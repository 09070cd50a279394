//! Core types and data structures for statement reconciliation

use bigdecimal::BigDecimal;
use chrono::NaiveDate;
use serde::{Deserialize, Serialize};
use std::collections::{BTreeMap, BTreeSet};
use std::fmt;
use std::path::PathBuf;
use std::str::FromStr;

/// Posting metadata key linking a leg to a bank record id
pub const REC_KEY: &str = "rec";
/// Entry metadata key used by older ledgers for the statement account
pub const ACCOUNT_KEY: &str = "account";
/// Entry metadata key used by older ledgers for the bank record id
pub const ID_KEY: &str = "id";
/// `open` directive metadata key mapping a bank account id to a ledger account
pub const ACCID_KEY: &str = "accid";

/// One transaction as reported by the bank statement
#[derive(Debug, Clone, PartialEq, Serialize, Deserialize)]
pub struct TransactionRecord {
    /// Bank-assigned identifier, unique within the statement account
    pub id: String,
    /// Posting date
    pub date: NaiveDate,
    /// Payee as reported by the bank (may be replaced through an alias)
    pub payee: String,
    /// Signed amount; negative for withdrawals
    pub amount: BigDecimal,
}

impl TransactionRecord {
    /// Create a new bank record
    pub fn new(id: String, date: NaiveDate, payee: String, amount: BigDecimal) -> Self {
        Self {
            id,
            date,
            payee,
            amount,
        }
    }

    /// Absolute value of the amount, the target of the balance invariant
    pub fn magnitude(&self) -> BigDecimal {
        self.amount.abs()
    }
}

impl fmt::Display for TransactionRecord {
    fn fmt(&self, f: &mut fmt::Formatter<'_>) -> fmt::Result {
        write!(
            f,
            "{} {} {}",
            self.date,
            self.payee,
            crate::ledger::format::format_amount(&self.amount)
        )
    }
}

/// Transaction flag
#[derive(Debug, Clone, Copy, PartialEq, Eq, Hash, Default, Serialize, Deserialize)]
pub enum Flag {
    /// `*` - the transaction is complete
    #[default]
    Complete,
    /// `!` - the transaction needs attention
    Incomplete,
}

impl Flag {
    /// The symbol written to the ledger
    pub fn symbol(&self) -> char {
        match self {
            Flag::Complete => '*',
            Flag::Incomplete => '!',
        }
    }
}

impl FromStr for Flag {
    type Err = ImportError;

    fn from_str(s: &str) -> Result<Self, Self::Err> {
        match s {
            "*" => Ok(Flag::Complete),
            "!" => Ok(Flag::Incomplete),
            other => Err(ImportError::Validation(format!(
                "Flag must be '*' or '!', got '{}'",
                other
            ))),
        }
    }
}

impl fmt::Display for Flag {
    fn fmt(&self, f: &mut fmt::Formatter<'_>) -> fmt::Result {
        write!(f, "{}", self.symbol())
    }
}

/// Metadata attached to a single posting
#[derive(Debug, Clone, Default, PartialEq, Serialize, Deserialize)]
pub struct PostingMeta {
    /// Reconciliation marker: the bank record id this leg was matched to
    pub rec: Option<String>,
    /// Any other `key: value` pairs, sorted by key, values in ledger syntax
    pub extra: Vec<(String, String)>,
}

/// One leg of a ledger entry
#[derive(Debug, Clone, PartialEq, Serialize, Deserialize)]
pub struct Posting {
    /// Account name, e.g. `Assets:Checking`
    pub account: String,
    /// Signed amount
    pub amount: BigDecimal,
    /// Commodity of the amount
    pub currency: String,
    /// Optional posting flag
    pub flag: Option<char>,
    /// Cost or price annotation, kept verbatim
    pub annotation: Option<String>,
    /// Posting metadata
    pub meta: PostingMeta,
}

impl Posting {
    /// Create a new posting with no flag, annotation or metadata
    pub fn new(account: String, amount: BigDecimal, currency: String) -> Self {
        Self {
            account,
            amount,
            currency,
            flag: None,
            annotation: None,
            meta: PostingMeta::default(),
        }
    }

    /// Whether this leg already carries a reconciliation marker
    pub fn is_reconciled(&self) -> bool {
        self.meta.rec.is_some()
    }
}

/// 1-based inclusive line range
#[derive(Debug, Clone, Copy, PartialEq, Eq, Serialize, Deserialize)]
pub struct LineRange {
    pub first: usize,
    pub last: usize,
}

/// Where a loaded entry lives in the ledger source
#[derive(Debug, Clone, PartialEq, Eq, Serialize, Deserialize)]
pub struct SourceLocation {
    /// File the entry was read from
    pub filename: PathBuf,
    /// 1-based line of the entry header
    pub lineno: usize,
    /// Number of lines spanned by the entry
    pub line_count: usize,
    /// SHA-256 of the span text at load time
    pub digest: String,
    /// Lines of each posting, in posting order
    pub postings: Vec<LineRange>,
}

/// Entry-level metadata
#[derive(Debug, Clone, Default, PartialEq, Serialize, Deserialize)]
pub struct EntryMeta {
    /// Set for entries read from disk, `None` for freshly built ones
    pub location: Option<SourceLocation>,
    /// Older reconciliation scheme: statement account
    pub account: Option<String>,
    /// Older reconciliation scheme: bank record id
    pub id: Option<String>,
    /// Any other `key: value` pairs, sorted by key, values in ledger syntax
    pub extra: Vec<(String, String)>,
}

/// A double-entry transaction in the ledger
#[derive(Debug, Clone, PartialEq, Serialize, Deserialize)]
pub struct LedgerEntry {
    pub date: NaiveDate,
    pub flag: Flag,
    pub payee: Option<String>,
    pub narration: Option<String>,
    pub tags: BTreeSet<String>,
    pub links: BTreeSet<String>,
    pub postings: Vec<Posting>,
    pub meta: EntryMeta,
}

impl LedgerEntry {
    /// Create an empty entry that is not yet part of any file
    pub fn new(date: NaiveDate, flag: Flag, payee: Option<String>) -> Self {
        Self {
            date,
            flag,
            payee,
            narration: None,
            tags: BTreeSet::new(),
            links: BTreeSet::new(),
            postings: Vec::new(),
            meta: EntryMeta::default(),
        }
    }

    /// Sum of the positive-amount postings
    pub fn positive_total(&self) -> BigDecimal {
        let zero = BigDecimal::from(0);
        self.postings
            .iter()
            .filter(|p| p.amount > zero)
            .map(|p| &p.amount)
            .sum()
    }

    /// Sum of all postings, zero when the entry balances
    pub fn net_total(&self) -> BigDecimal {
        self.postings.iter().map(|p| &p.amount).sum()
    }

    /// Check if the postings sum to zero
    pub fn is_balanced(&self) -> bool {
        self.net_total() == BigDecimal::from(0)
    }

    /// Index of the first posting at `account`
    pub fn posting_index(&self, account: &str) -> Option<usize> {
        self.postings.iter().position(|p| p.account == account)
    }

    /// Whether the entry is already linked to bank record `id` on `account`
    ///
    /// Checks the per-posting `rec` marker and the older entry-level
    /// `account`/`id` pair. `statement_account` is accepted as an alias of
    /// `account` for the entry-level pair.
    pub fn reconciles(&self, account: &str, statement_account: Option<&str>, id: &str) -> bool {
        let by_posting = self
            .postings
            .iter()
            .any(|p| p.account == account && p.meta.rec.as_deref() == Some(id));
        if by_posting {
            return true;
        }

        match (&self.meta.account, &self.meta.id) {
            (Some(meta_account), Some(meta_id)) => {
                meta_id == id
                    && (meta_account == account || Some(meta_account.as_str()) == statement_account)
            }
            _ => false,
        }
    }

    /// Where the entry came from, if it was loaded from disk
    pub fn location(&self) -> Option<&SourceLocation> {
        self.meta.location.as_ref()
    }
}

/// Facts about the ledger gathered while loading it
#[derive(Debug, Clone, Default, PartialEq, Serialize, Deserialize)]
pub struct LedgerSummary {
    /// `option "title"`
    pub title: Option<String>,
    /// First `option "operating_currency"`
    pub default_currency: Option<String>,
    /// Accounts with an `open` directive
    pub accounts: BTreeSet<String>,
    /// Every tag used by a transaction
    pub tags: BTreeSet<String>,
    /// Every link used by a transaction
    pub links: BTreeSet<String>,
    /// Bank account id (`accid` metadata) to ledger account
    pub account_ids: BTreeMap<String, String>,
}

impl LedgerSummary {
    /// Ledger account opened with `accid` equal to `statement_account`
    pub fn account_for(&self, statement_account: &str) -> Option<&str> {
        self.account_ids.get(statement_account).map(String::as_str)
    }
}

/// Errors that can occur while importing a statement
#[derive(Debug, thiserror::Error)]
pub enum ImportError {
    #[error("Input not found: {}", .0.display())]
    InputNotFound(PathBuf),
    #[error(
        "Parse error in {}{}: {message}",
        .path.display(),
        .line.map(|l| format!(":{}", l)).unwrap_or_default()
    )]
    Parse {
        path: PathBuf,
        line: Option<usize>,
        message: String,
    },
    #[error("Validation error: {0}")]
    Validation(String),
    #[error("Write failed: {0}")]
    Write(String),
    #[error("Nothing to do: {0}")]
    EmptyResult(String),
    #[error("Configuration error: {0}")]
    Config(String),
    #[error("Input closed")]
    PromptClosed,
    #[error("I/O error: {0}")]
    Io(#[from] std::io::Error),
    /// A fatal error part way through a run, with the entries buffered so far
    #[error("{error}")]
    Interrupted {
        error: Box<ImportError>,
        output: Option<String>,
    },
}

impl ImportError {
    /// Errors that end the whole run rather than a single transaction
    pub fn is_fatal(&self) -> bool {
        matches!(
            self,
            ImportError::InputNotFound(_)
                | ImportError::Parse { .. }
                | ImportError::Config(_)
                | ImportError::PromptClosed
                | ImportError::Io(_)
                | ImportError::Interrupted { .. }
        )
    }
}

/// Result type for import operations
pub type ImportResult<T> = Result<T, ImportError>;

+ + +

EXERCISE OBJECTIVE: Search the listing above for "InputNotFound" and copy every line that has it.

TASK RESPONSE:
    InputNotFound(PathBuf),
            ImportError::InputNotFound(_)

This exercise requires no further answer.